■ WHAT TO PRODUCE ■
Keyword search on "Dave": report each line of the records that contains it.

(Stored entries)
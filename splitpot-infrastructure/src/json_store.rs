use splitpot_application::{Split, SplitId, SplitStore, StoreError};
use std::{
    fs, io,
    path::{Path, PathBuf},
};

/// One pretty-printed JSON file per split under a data directory.
///
/// Split ids double as file names, so only ids made of alphanumerics,
/// `.`, `_` and `-` are accepted; anything else is rejected with
/// `StoreError::InvalidId` before touching the filesystem.
pub struct JsonSplitStore {
    root: PathBuf,
}

impl JsonSplitStore {
    /// Opens the store, creating the data directory if needed.
    pub fn open(root: impl Into<PathBuf>) -> Result<Self, StoreError> {
        let root = root.into();
        fs::create_dir_all(&root)?;
        Ok(Self { root })
    }

    fn path_for(&self, id: &SplitId) -> Result<PathBuf, StoreError> {
        if id.as_str().is_empty()
            || !id
                .as_str()
                .chars()
                .all(|c| c.is_ascii_alphanumeric() || matches!(c, '.' | '_' | '-'))
        {
            return Err(StoreError::InvalidId(id.as_str().to_string()));
        }
        Ok(self.root.join(format!("{id}.json")))
    }

    pub fn root(&self) -> &Path {
        &self.root
    }
}

impl SplitStore for JsonSplitStore {
    fn load(&self, id: &SplitId) -> Result<Option<Split>, StoreError> {
        let path = self.path_for(id)?;
        let raw = match fs::read_to_string(&path) {
            Ok(raw) => raw,
            Err(err) if err.kind() == io::ErrorKind::NotFound => return Ok(None),
            Err(err) => return Err(err.into()),
        };
        let split = serde_json::from_str(&raw).map_err(|err| StoreError::Serde(err.to_string()))?;
        Ok(Some(split))
    }

    fn save(&self, split: &Split) -> Result<(), StoreError> {
        let path = self.path_for(&split.id)?;
        let raw = serde_json::to_string_pretty(split)
            .map_err(|err| StoreError::Serde(err.to_string()))?;
        fs::write(&path, raw)?;
        tracing::debug!(split = %split.id, path = %path.display(), "saved split record");
        Ok(())
    }

    fn delete(&self, id: &SplitId) -> Result<bool, StoreError> {
        let path = self.path_for(id)?;
        match fs::remove_file(&path) {
            Ok(()) => Ok(true),
            Err(err) if err.kind() == io::ErrorKind::NotFound => Ok(false),
            Err(err) => Err(err.into()),
        }
    }

    fn list_ids(&self) -> Result<Vec<SplitId>, StoreError> {
        let mut ids = Vec::new();
        for entry in fs::read_dir(&self.root)? {
            let path = entry?.path();
            if path.extension().is_some_and(|ext| ext == "json")
                && let Some(stem) = path.file_stem().and_then(|stem| stem.to_str())
            {
                ids.push(SplitId::new(stem));
            }
        }
        ids.sort();
        Ok(ids)
    }
}

#[cfg(test)]
mod tests {
    use super::*;
    use chrono::Utc;
    use splitpot_application::{CurrencyCode, SettlementEntry};
    use splitpot_domain::Contributor;
    use std::sync::atomic::{AtomicU64, Ordering};

    static DIR_SEQ: AtomicU64 = AtomicU64::new(0);

    fn scratch_dir() -> PathBuf {
        let seq = DIR_SEQ.fetch_add(1, Ordering::Relaxed);
        std::env::temp_dir().join(format!(
            "splitpot-json-store-{}-{seq}",
            std::process::id()
        ))
    }

    fn sample(id: &str) -> Split {
        Split {
            id: SplitId::new(id),
            contributors: vec![
                Contributor::new("Alice", 100.0),
                Contributor::new("Bob", 0.0),
            ],
            settlements: vec![SettlementEntry {
                from: "Bob".to_string(),
                to: "Alice".to_string(),
                amount: 50.0,
            }],
            currency: CurrencyCode::new("eur"),
            created_at: Utc::now(),
        }
    }

    #[test]
    fn round_trips_a_split_record() {
        let dir = scratch_dir();
        let store = JsonSplitStore::open(&dir).expect("open should succeed");

        let split = sample("ski-trip");
        store.save(&split).expect("save should succeed");
        let loaded = store
            .load(&SplitId::new("ski-trip"))
            .expect("load should succeed")
            .expect("record should exist");
        assert_eq!(loaded, split);

        assert_eq!(
            store.list_ids().expect("list should succeed"),
            vec![SplitId::new("ski-trip")]
        );

        assert!(store.delete(&split.id).expect("delete should succeed"));
        assert!(
            store
                .load(&split.id)
                .expect("load should succeed")
                .is_none()
        );

        let _ = fs::remove_dir_all(&dir);
    }

    #[test]
    fn missing_record_loads_as_none() {
        let dir = scratch_dir();
        let store = JsonSplitStore::open(&dir).expect("open should succeed");
        assert!(
            store
                .load(&SplitId::new("nope"))
                .expect("load should succeed")
                .is_none()
        );
        let _ = fs::remove_dir_all(&dir);
    }

    #[test]
    fn path_hostile_ids_are_rejected() {
        let dir = scratch_dir();
        let store = JsonSplitStore::open(&dir).expect("open should succeed");

        for id in ["../escape", "a/b", ""] {
            let err = store
                .load(&SplitId::new(id))
                .expect_err("hostile id should be rejected");
            assert!(matches!(err, StoreError::InvalidId(_)), "id {id:?}");
        }
        let _ = fs::remove_dir_all(&dir);
    }

    #[test]
    fn corrupt_file_reports_serde_error() {
        let dir = scratch_dir();
        let store = JsonSplitStore::open(&dir).expect("open should succeed");
        fs::write(dir.join("bad.json"), "{ not json").expect("write should succeed");

        let err = store
            .load(&SplitId::new("bad"))
            .expect_err("corrupt record should fail");
        assert!(matches!(err, StoreError::Serde(_)));
        let _ = fs::remove_dir_all(&dir);
    }
}
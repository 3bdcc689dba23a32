#![warn(clippy::uninlined_format_args)]

pub mod model;
pub mod services;

pub use model::{Balance, Contributor, Transfer};
pub use services::{BalanceCalculator, CENT_EPSILON, SettlementEngine, round_to_cents};
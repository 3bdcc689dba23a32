use serde::{Deserialize, Serialize};

/// One participant in an expense pool and the total they have paid in.
///
/// The name is expected to be non-empty and unique within its pool
/// (case-insensitively); both are enforced at the data-entry boundary,
/// not here.
#[derive(Debug, Clone, PartialEq, Serialize, Deserialize)]
pub struct Contributor {
    pub name: String,
    pub amount_paid: f64,
}

impl Contributor {
    pub fn new(name: impl Into<String>, amount_paid: f64) -> Self {
        Self {
            name: name.into(),
            amount_paid,
        }
    }
}

/// A contributor's position relative to fair share (positive: overpaid,
/// owed money by the group; negative: underpaid, owes money).
#[derive(Clone, Copy, Debug, PartialEq)]
pub struct Balance<'a> {
    pub name: &'a str,
    pub net: f64,
}

/// One directed payment instruction: `from` (a debtor) pays `to` (a
/// creditor) `amount`, rounded to two decimal places.
#[derive(Clone, Copy, Debug, PartialEq)]
pub struct Transfer<'a> {
    pub from: &'a str,
    pub to: &'a str,
    pub amount: f64,
}
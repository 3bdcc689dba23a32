use dashmap::DashMap;
use splitpot_application::{Split, SplitId, SplitStore, StoreError};

/// In-process store backed by a concurrent map. Used by tests and by
/// embedding callers that manage persistence themselves.
#[derive(Default)]
pub struct MemorySplitStore {
    splits: DashMap<SplitId, Split>,
}

impl MemorySplitStore {
    pub fn new() -> Self {
        Self::default()
    }
}

impl SplitStore for MemorySplitStore {
    fn load(&self, id: &SplitId) -> Result<Option<Split>, StoreError> {
        Ok(self.splits.get(id).map(|entry| entry.value().clone()))
    }

    fn save(&self, split: &Split) -> Result<(), StoreError> {
        self.splits.insert(split.id.clone(), split.clone());
        Ok(())
    }

    fn delete(&self, id: &SplitId) -> Result<bool, StoreError> {
        Ok(self.splits.remove(id).is_some())
    }

    fn list_ids(&self) -> Result<Vec<SplitId>, StoreError> {
        let mut ids: Vec<SplitId> = self.splits.iter().map(|entry| entry.key().clone()).collect();
        ids.sort();
        Ok(ids)
    }
}
use crate::{
    error::StoreError,
    model::{Split, SplitId},
};

/// Persistence port for split records. Adapters live in the infrastructure
/// crate; tests use lightweight in-process doubles.
pub trait SplitStore: Send + Sync {
    fn load(&self, id: &SplitId) -> Result<Option<Split>, StoreError>;
    fn save(&self, split: &Split) -> Result<(), StoreError>;
    /// Returns whether a record existed.
    fn delete(&self, id: &SplitId) -> Result<bool, StoreError>;
    fn list_ids(&self) -> Result<Vec<SplitId>, StoreError>;
}
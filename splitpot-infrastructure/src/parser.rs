use nom::{
    IResult, Parser,
    branch::alt,
    bytes::complete::{take_till, take_till1},
    character::complete::{char, space0, space1},
    number::complete::double,
    sequence::delimited,
};
use splitpot_domain::Contributor;
use thiserror::Error;

/// Rejection of one line of a contribution file, with its 1-based line
/// number.
#[derive(Debug, Clone, PartialEq, Eq, Error)]
#[error("line {line}: {detail}")]
pub struct ParseError {
    pub line: usize,
    pub detail: String,
}

/// Parses a contribution list, one contributor per line: `NAME AMOUNT`.
/// Names containing spaces are double-quoted (`"Mary Ann" 12.50`). Blank
/// lines and `#` comment lines are skipped.
///
/// Only the line grammar is checked here; name uniqueness and amount signs
/// are enforced by the application-layer validation that callers run next.
pub fn parse_contributions(input: &str) -> Result<Vec<Contributor>, ParseError> {
    let mut contributors = Vec::new();

    for (idx, raw) in input.lines().enumerate() {
        let line = raw.trim();
        if line.is_empty() || line.starts_with('#') {
            continue;
        }

        match contribution_line(line) {
            Ok(("", contributor)) => contributors.push(contributor),
            Ok((rest, _)) => {
                return Err(ParseError {
                    line: idx + 1,
                    detail: format!("unexpected trailing input '{rest}'"),
                });
            }
            Err(_) => {
                return Err(ParseError {
                    line: idx + 1,
                    detail: format!("expected 'NAME AMOUNT', got '{line}'"),
                });
            }
        }
    }

    Ok(contributors)
}

fn contribution_line(input: &str) -> IResult<&str, Contributor> {
    let (input, name) = alt((quoted_name, bare_name)).parse(input)?;
    let (input, _) = space1(input)?;
    let (input, amount) = double(input)?;
    let (input, _) = space0(input)?;
    Ok((input, Contributor::new(name, amount)))
}

fn quoted_name(input: &str) -> IResult<&str, &str> {
    delimited(char('"'), take_till(|c| c == '"'), char('"')).parse(input)
}

fn bare_name(input: &str) -> IResult<&str, &str> {
    take_till1(char::is_whitespace).parse(input)
}
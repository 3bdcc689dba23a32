use crate::model::SplitId;
use thiserror::Error;

/// Failure of the persistence adapter behind the `SplitStore` port.
#[derive(Debug, Error)]
pub enum StoreError {
    #[error("split store I/O failure: {0}")]
    Io(#[from] std::io::Error),
    #[error("failed to encode or decode split record: {0}")]
    Serde(String),
    #[error("split id '{0}' cannot be used as a storage key")]
    InvalidId(String),
}

/// Rejection of a contributor entry at the data-entry boundary. Local and
/// correctable; never reaches the engine.
#[derive(Debug, Clone, PartialEq, Eq, Error)]
pub enum ContributionError {
    #[error("contributor name must not be empty")]
    EmptyName,
    #[error("contributor '{0}' already exists in this split")]
    DuplicateName(String),
    #[error("amount for '{name}' must be a non-negative number")]
    InvalidAmount { name: String },
    #[error("no contributor named '{0}' in this split")]
    UnknownContributor(String),
}

/// Coarse classification of a service failure, used by callers to pick a
/// log level and a message channel.
#[derive(Clone, Copy, Debug, PartialEq, Eq)]
pub enum FailureKind {
    UserInput,
    Misconfiguration,
    InternalBug,
}

#[derive(Debug, Error)]
pub enum SplitServiceError {
    #[error("split '{0}' does not exist")]
    UnknownSplit(SplitId),
    #[error("split '{0}' already exists")]
    SplitExists(SplitId),
    #[error(transparent)]
    Contribution(#[from] ContributionError),
    #[error(transparent)]
    Store(#[from] StoreError),
}

impl SplitServiceError {
    pub fn kind(&self) -> FailureKind {
        match self {
            Self::UnknownSplit(_) | Self::SplitExists(_) | Self::Contribution(_) => {
                FailureKind::UserInput
            }
            Self::Store(_) => FailureKind::Misconfiguration,
        }
    }
}
use splitpot_application::{CurrencyCode, SplitId, SplitService, SplitStore};
use splitpot_domain::Contributor;
use splitpot_infrastructure::{JsonSplitStore, MemorySplitStore};
use std::sync::atomic::{AtomicU64, Ordering};

static DIR_SEQ: AtomicU64 = AtomicU64::new(0);

fn scratch_dir() -> std::path::PathBuf {
    let seq = DIR_SEQ.fetch_add(1, Ordering::Relaxed);
    std::env::temp_dir().join(format!("splitpot-flow-{}-{seq}", std::process::id()))
}

fn trip() -> Vec<Contributor> {
    vec![
        Contributor::new("Alice", 90.0),
        Contributor::new("Bob", 0.0),
        Contributor::new("Carol", 30.0),
    ]
}

#[test]
fn memory_store_keeps_settlements_current() {
    let store = MemorySplitStore::new();
    let service = SplitService::new(&store);
    let id = SplitId::new("trip");

    service
        .import_split(id.clone(), CurrencyCode::default(), trip())
        .expect("import should succeed");

    let split = service
        .add_contribution(&id, "Dave", 0.0)
        .expect("add should succeed");
    // 90/0/30/0: fair share 30, Alice is owed 30 each by Bob and Dave.
    assert_eq!(split.settlements.len(), 2);
    let report = service.review(&id).expect("review should succeed");
    assert_eq!(report.fair_share, 30.0);
    assert_eq!(report.transfers, split.settlements);
}

#[test]
fn json_store_survives_reopen() {
    let dir = scratch_dir();
    let id = SplitId::new("weekend");

    {
        let store = JsonSplitStore::open(&dir).expect("open should succeed");
        let service = SplitService::new(&store);
        service
            .import_split(id.clone(), CurrencyCode::new("EUR"), trip())
            .expect("import should succeed");
    }

    let reopened = JsonSplitStore::open(&dir).expect("reopen should succeed");
    let split = reopened
        .load(&id)
        .expect("load should succeed")
        .expect("record should persist across instances");
    assert_eq!(split.currency, CurrencyCode::new("EUR"));
    assert_eq!(split.contributors, trip());
    assert_eq!(split.settlements.len(), 2);
    assert_eq!(
        reopened.list_ids().expect("list should succeed"),
        vec![id.clone()]
    );

    let service = SplitService::new(&reopened);
    let split = service
        .remove_contribution(&id, "alice")
        .expect("remove should succeed");
    // 0/30 remaining: Alice's removal flips Carol into the creditor seat.
    assert_eq!(split.settlements.len(), 1);
    assert_eq!(split.settlements[0].from, "Bob");
    assert_eq!(split.settlements[0].to, "Carol");
    assert_eq!(split.settlements[0].amount, 15.0);

    let _ = std::fs::remove_dir_all(&dir);
}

■ THE COMPLETED TASK ■
        .add_contribution(&id, "Dave", 0.0)
    // 90/0/30/0: fair share 30, Alice is owed 30 each by Bob and Dave.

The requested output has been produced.